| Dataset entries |
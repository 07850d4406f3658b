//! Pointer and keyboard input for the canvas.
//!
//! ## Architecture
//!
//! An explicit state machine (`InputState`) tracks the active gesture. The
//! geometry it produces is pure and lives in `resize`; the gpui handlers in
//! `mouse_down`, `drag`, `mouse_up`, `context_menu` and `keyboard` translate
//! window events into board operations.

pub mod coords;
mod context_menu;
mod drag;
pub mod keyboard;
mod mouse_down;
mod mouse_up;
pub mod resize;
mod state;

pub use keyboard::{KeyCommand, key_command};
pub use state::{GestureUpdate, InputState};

| Task instructions |
The word is "state". Copy every line above where it appears.

| Finished task |
//! An explicit state machine (`InputState`) tracks the active gesture. The
mod state;
pub use state::{GestureUpdate, InputState};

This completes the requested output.